Beyond that, you can bet the staffers working for Democratic Representatives sitting on the Energy and Commerce committee, and especially those involved with Energy and Commerce's investigation subcommittee are, at this very moment, completely horrified. They're quite aware, even if Waxman isn't, that because each of the companies named above have filed a Form 8-K and booked losses related to the event described in the Form 8-K, those companies have documentation that has been labored over by tax and accounting professionals for months; documentation that was then reviewed thoroughly by the company's independent auditors. Everyone that was involved is a damn site better than any of the staffers Waxman and Congressional Democrats will have available for investigation.


What Waxman is now laying himself open to is the charge that he is attempting to force these companies to manipulate their financial data to suit the political aims of President Obama and Congressional Democrats. Since there is absolutely no hope of investigative committee staffers finding evidence that AT&T's (or others') calculations are materially incorrect, Waxman simply comes across attempting to force the managements of publicly held companies to circumvent the law.


This is the part the Democratic/liberal/progessive political classes and commentariat doesn't get: Once Obamacare became the law of the land, its effects are no longer solely a matter of politics. Now there are real-world effects, and many of those real-world effects will not go away when political pressure is applied. The next week will be filled with more companies filing more 8-Ks describing just how much "health care reform" is going to cost them, and by implication, their employees, and there is nothing that Henry Waxman can threaten that will make those companies stop.
I am reasonably certain (based on my own time doing corporate work) that the 8-Ks were vetted to hell and back, and no in-house attorney, outside counsel, or auditor with half a brain would allow a major company to file an 8-K solely to make a political point. I am guessing that the companies could have waited to file, but that the decision to file now may help them fend off future shareholder lawsuits ginned up by plaitiffs' attorneys and keep the SEC off thier backs. These companies are filing their 8-Ks and will have more than adequate documentation to back them up; what will happen now is that staffers for Waxman and Stupak (who are smart) will now search for otherwise innocuous statements in emails and documents that can be turned into something sinister. Waxman and Stupak will breathlessly claim that these statements seem to prove these companies are guilty of trying to undermine the brilliance of Obamacare and even more corrupt then... um, Congress.

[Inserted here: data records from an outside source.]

#[cfg(test)]
mod tests {
    use {
        super::*,
        crate::{
            port::baud::{LineCaps, UartRate},
            protocol::{Command, hci::opcode},
            target::wilc3000::protocol::{UPDATE_BAUDRATE, WRITE_MEM},
        },
        std::{
            collections::VecDeque,
            io::Write,
            sync::{Arc, Mutex},
        },
    };

    /// Serial port double with independent read and write sides.
    struct MockPort {
        rx: VecDeque<u8>,
        tx: Vec<u8>,
        baud: u32,
        flow: FlowControl,
        open: bool,
        timeout: Duration,
    }

    impl MockPort {
        fn new() -> Self {
            Self {
                rx: VecDeque::new(),
                tx: Vec::new(),
                baud: 115_200,
                flow: FlowControl::None,
                open: true,
                timeout: Duration::from_millis(10),
            }
        }

        fn queue(&mut self, bytes: &[u8]) {
            self.rx
                .extend(bytes);
        }

        fn queue_complete(&mut self, opcode: u16, status: u8, params: &[u8]) {
            let [lo, hi] = opcode.to_le_bytes();
            let len = u8::try_from(4 + params.len()).unwrap();
            self.queue(&[H4_EVENT, 0x0E, len, 0x01, lo, hi, status]);
            self.queue(params);
        }
    }

    impl Read for MockPort {
        fn read(&mut self, buf: &mut [u8]) -> std::io::Result<usize> {
            if self.rx.is_empty() {
                return Err(std::io::Error::new(ErrorKind::TimedOut, "no data"));
            }
            let n = buf.len().min(self.rx.len());
            for b in buf.iter_mut().take(n) {
                *b = self.rx.pop_front().unwrap();
            }
            Ok(n)
        }
    }

    impl Write for MockPort {
        fn write(&mut self, buf: &[u8]) -> std::io::Result<usize> {
            if !self.open {
                return Err(std::io::Error::new(ErrorKind::NotConnected, "closed"));
            }
            self.tx.extend_from_slice(buf);
            Ok(buf.len())
        }

        fn flush(&mut self) -> std::io::Result<()> {
            Ok(())
        }
    }

    impl Port for MockPort {
        fn set_timeout(&mut self, timeout: Duration) -> Result<()> {
            self.timeout = timeout;
            Ok(())
        }

        fn timeout(&self) -> Duration {
            self.timeout
        }

        fn set_baud_rate(&mut self, baud_rate: u32) -> Result<()> {
            self.baud = baud_rate;
            Ok(())
        }

        fn baud_rate(&self) -> u32 {
            self.baud
        }

        fn set_flow_control(&mut self, flow_control: FlowControl) -> Result<()> {
            self.flow = flow_control;
            Ok(())
        }

        fn clear_buffers(&mut self) -> Result<()> {
            self.rx.clear();
            Ok(())
        }

        fn name(&self) -> &str {
            "mock"
        }

        fn is_open(&self) -> bool {
            self.open
        }

        fn close(&mut self) -> Result<()> {
            self.open = false;
            Ok(())
        }
    }

    fn host() -> UartHost<MockPort> {
        UartHost::new(MockPort::new()).with_response_timeout(Duration::from_millis(50))
    }

    fn encoded(command: &Command) -> CommandBuffer {
        let mut buffer = CommandBuffer::with_capacity(258);
        command.encode_into(&mut buffer).unwrap();
        buffer
    }

    const FIRMWARE_VERSION: [u8; 8] = [0x06, 0x00, 0x00, 0x06, 0x0D, 0x00, 0x00, 0x00];

    #[test]
    fn test_transmit_adds_h4_indicator() {
        let mut host = host();
        let cmd = Command::new(opcode::RESET);
        host.transmit(opcode::RESET, encoded(&cmd)).unwrap();
        assert_eq!(host.port().tx, vec![0x01, 0x03, 0x0C, 0x00]);
        assert_eq!(host.pending(), Some(opcode::RESET));
    }

    #[test]
    fn test_transmit_refused_while_pending() {
        let mut host = host();
        let cmd = Command::new(opcode::RESET);
        host.transmit(opcode::RESET, encoded(&cmd)).unwrap();

        let second = Command::new(opcode::READ_BD_ADDR);
        let buffer = host.transmit(opcode::READ_BD_ADDR, encoded(&second)).unwrap_err();
        assert_eq!(buffer.as_bytes(), &[0x09, 0x10, 0x00]);
        assert_eq!(host.port().tx.len(), 4);
    }

    #[test]
    fn test_transmit_refused_when_write_fails() {
        let mut host = host();
        host.port_mut().open = false;
        let cmd = Command::new(opcode::RESET);
        assert!(host.transmit(opcode::RESET, encoded(&cmd)).is_err());
        assert_eq!(host.pending(), None);
        assert!(host.allocate(258).is_none());
    }

    #[test]
    fn test_wait_completion_skips_noise() {
        let mut host = host();
        host.transmit(opcode::RESET, encoded(&Command::new(opcode::RESET))).unwrap();

        let port = host.port_mut();
        // line noise, a vendor event, a stale completion, a command status
        port.queue(&[0x00, 0xFF]);
        port.queue(&[H4_EVENT, 0xFF, 0x02, 0xAA, 0xBB]);
        port.queue_complete(opcode::READ_BD_ADDR, 0, &[]);
        port.queue(&[H4_EVENT, 0x0F, 0x04, 0x00, 0x01, 0x03, 0x0C]);
        port.queue_complete(opcode::RESET, 0, &[0x42]);

        let event = host.wait_completion().unwrap();
        assert_eq!(event.opcode, opcode::RESET);
        assert_eq!(event.kind, EventKind::CommandComplete);
        assert_eq!(event.params, vec![0x42]);
        assert_eq!(host.pending(), None);
    }

    #[test]
    fn test_wait_completion_failed_command_status() {
        let mut host = host();
        host.transmit(opcode::RESET, encoded(&Command::new(opcode::RESET))).unwrap();
        host.port_mut().queue(&[H4_EVENT, 0x0F, 0x04, 0x0C, 0x01, 0x03, 0x0C]);

        let event = host.wait_completion().unwrap();
        assert_eq!(event.kind, EventKind::CommandStatus);
        assert_eq!(event.status, 0x0C);
    }

    #[test]
    fn test_wait_completion_times_out() {
        let mut host = host();
        host.transmit(opcode::RESET, encoded(&Command::new(opcode::RESET))).unwrap();
        // Header arrives, body never does
        host.port_mut().queue(&[H4_EVENT, 0x0E, 0x04, 0x01]);

        assert!(matches!(host.wait_completion(), Err(Error::Timeout(_))));
        assert_eq!(host.pending(), None);
    }

    #[test]
    fn test_wait_completion_without_command() {
        let mut host = host();
        assert!(matches!(host.wait_completion(), Err(Error::Protocol(_))));
    }

    #[test]
    fn test_set_baud_native_and_custom() {
        let mut host = host();
        let caps = LineCaps::default();

        host.set_baud(&caps.plan(921_600).unwrap(), false).unwrap();
        assert_eq!(host.port().baud, UartRate::B921600.rate());
        assert_eq!(host.port().flow, FlowControl::None);

        host.set_baud(&caps.plan(3_000_000).unwrap(), true).unwrap();
        assert_eq!(host.port().baud, 2_750_000);
        assert_eq!(host.port().flow, FlowControl::Hardware);
    }

    #[test]
    fn test_open_and_close_line() {
        let mut host = host();
        assert!(host.open_line().is_ok());
        host.close_line().unwrap();
        assert!(!host.is_line_open());
        assert!(matches!(
            host.open_line(),
            Err(Error::TransportUnavailable(_))
        ));
    }

    #[test]
    fn test_run_resident_firmware() {
        let mut port = MockPort::new();
        port.queue_complete(opcode::READ_LOCAL_VERSION, 0, &FIRMWARE_VERSION);
        port.queue_complete(UPDATE_BAUDRATE, 0, &[]);

        let mut engine = BringUp::new(
            UartHost::new(port).with_response_timeout(Duration::from_millis(50)),
        );
        engine.run(BringupConfig::new("unused.bin")).unwrap();

        let host = engine.platform();
        assert_eq!(host.outcome(), Some(Outcome::Success));
        assert_eq!(host.port().baud, 921_600);
        assert!(host.port().tx.starts_with(&[0x01, 0x01, 0x10, 0x00]));
        assert!(host.port().rx.is_empty());
    }

    #[test]
    fn test_run_custom_rate_reports_achieved_line_rate() {
        let mut port = MockPort::new();
        port.queue_complete(opcode::READ_LOCAL_VERSION, 0, &FIRMWARE_VERSION);
        port.queue_complete(UPDATE_BAUDRATE, 0, &[]);

        let mut engine = BringUp::new(
            UartHost::new(port).with_response_timeout(Duration::from_millis(50)),
        );
        engine
            .run(BringupConfig::new("unused.bin").with_operational_baud(3_000_000))
            .unwrap();

        // 5.5 MHz / 2, the controller is told the same rate
        assert_eq!(engine.platform().line_rate(), 2_750_000);
        let tx = &engine.platform().port().tx;
        let rate = 2_750_000u32.to_le_bytes();
        assert!(tx.windows(rate.len()).any(|w| w == rate));
    }

    #[test]
    fn test_run_reads_controller_address() {
        let mut port = MockPort::new();
        port.queue_complete(opcode::READ_LOCAL_VERSION, 0, &FIRMWARE_VERSION);
        port.queue_complete(opcode::READ_BD_ADDR, 0, &[0xEF, 0xCD, 0xAB, 0x05, 0xF0, 0xF8]);

        let mut engine = BringUp::new(
            UartHost::new(port).with_response_timeout(Duration::from_millis(50)),
        );
        engine
            .run(
                BringupConfig::new("unused.bin")
                    .with_operational_baud(115_200)
                    .with_read_controller_address(true),
            )
            .unwrap();

        let host = engine.platform();
        assert_eq!(host.outcome(), Some(Outcome::Success));
        assert!(host.port().tx.ends_with(&[0x01, 0x09, 0x10, 0x00]));
        assert!(host.port().rx.is_empty());
    }

    #[test]
    fn test_run_downloads_image() {
        let dir = tempfile::tempdir().unwrap();
        let path = dir.path().join("fw.bin");
        std::fs::write(&path, [0xA5u8; 10]).unwrap();

        let mut port = MockPort::new();
        port.queue_complete(opcode::READ_LOCAL_VERSION, 0, &[0x04, 0, 0, 0x04, 0, 0, 0, 0]);
        port.queue_complete(opcode::RESET, 0, &[]);
        port.queue_complete(0xFC01, 0, &[0x00, 0x02, 0x00, 0x00]);
        port.queue_complete(UPDATE_BAUDRATE, 0, &[]);
        port.queue_complete(WRITE_MEM, 0, &[]);
        port.queue_complete(UPDATE_BAUDRATE, 0, &[]);

        let seen = Arc::new(Mutex::new(Vec::new()));
        let sink = Arc::clone(&seen);
        let events = Arc::new(Mutex::new(Vec::new()));
        let recorder = Arc::clone(&events);

        let host = UartHost::new(port)
            .with_response_timeout(Duration::from_millis(50))
            .with_progress(move |done, total| sink.lock().unwrap().push((done, total)))
            .with_lifecycle(move |event| {
                recorder.lock().unwrap().push(event);
                Ok(())
            });
        let mut engine = BringUp::new(host);
        engine.run(BringupConfig::new(&path)).unwrap();

        assert_eq!(*seen.lock().unwrap(), vec![(10, 10)]);
        assert_eq!(
            *events.lock().unwrap(),
            vec![
                LifecycleEvent::WakeForDownload,
                LifecycleEvent::AllowSleepAfterDownload
            ]
        );

        let tx = &engine.platform().port().tx;
        let reset = [0x01, 0x55, 0xFC, 0x00];
        assert!(tx.windows(reset.len()).any(|w| w == reset));
        assert_eq!(engine.platform().port().baud, 921_600);
    }

    #[test]
    fn test_run_reports_failing_status() {
        let mut port = MockPort::new();
        port.queue_complete(opcode::READ_LOCAL_VERSION, 0x01, &[]);

        let mut engine = BringUp::new(
            UartHost::new(port).with_response_timeout(Duration::from_millis(50)),
        );
        let err = engine.run(BringupConfig::new("unused.bin")).unwrap_err();
        assert!(matches!(
            err,
            Error::CompletionStatus {
                opcode: opcode::READ_LOCAL_VERSION,
                status: 0x01
            }
        ));
        assert_eq!(engine.platform().outcome(), Some(Outcome::Fail));
    }

    #[test]
    fn test_run_times_out_on_silent_controller() {
        let mut engine = BringUp::new(host());
        let err = engine.run(BringupConfig::new("unused.bin")).unwrap_err();
        assert!(matches!(err, Error::Timeout(_)));
        assert!(!engine.is_active());
    }

    #[test]
    fn test_run_on_closed_port() {
        let mut engine = BringUp::new(host());
        engine.platform_mut().close_line().unwrap();
        let err = engine.run(BringupConfig::new("unused.bin")).unwrap_err();
        assert!(matches!(err, Error::TransportUnavailable(_)));
    }

    #[test]
    fn test_run_wake_failure() {
        let host = host().with_lifecycle(|event| match event {
            LifecycleEvent::WakeForDownload => Err(Error::WakeFailed("gpio busy".into())),
            LifecycleEvent::AllowSleepAfterDownload => Ok(()),
        });
        let mut engine = BringUp::new(host);
        let err = engine.run(BringupConfig::new("unused.bin")).unwrap_err();
        assert!(matches!(err, Error::WakeFailed(_)));
        assert!(engine.platform().port().tx.is_empty());
    }
}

This is an awfully stupid whipsaw that Democrats are constructing -- they want further disclosure to be required by financial regulatory reform, but even under the current law (that they view as inadequate) they want that disclosure only insofar as it accords with their understanding of reality.  If the disclosure doesn't agree with what the Democrats want, then they don't want it, although they probably won't jump forward to defend the company if it gets hit by the SEC and shareholder lawsuits.  It's also more troubling than they realize --  Congress is essentially interested in substituting its judgment for a company's business judgment, solely because the company's business judgment impacts Congress' political priorities.  Congress can't even draft legislation appropriately, which is its job; now they want to handle financial and legal judgment calls at major businesses?

That's just the practical side of it.  On the political theory side of it, such actions -- Congress calling on the carpet those who, in trying to comply with the complex regulatory state designed in part by Congress, dared to make announcements that disagree with Congress' view -- could be construed as an attempt to chill dissent.  Other companies may choose to wait to make their disclosures, at least until January, when Henry Waxman will (hopefully) no longer be the chairman of a House committee.  Maybe he'll call for an investigation into that as well.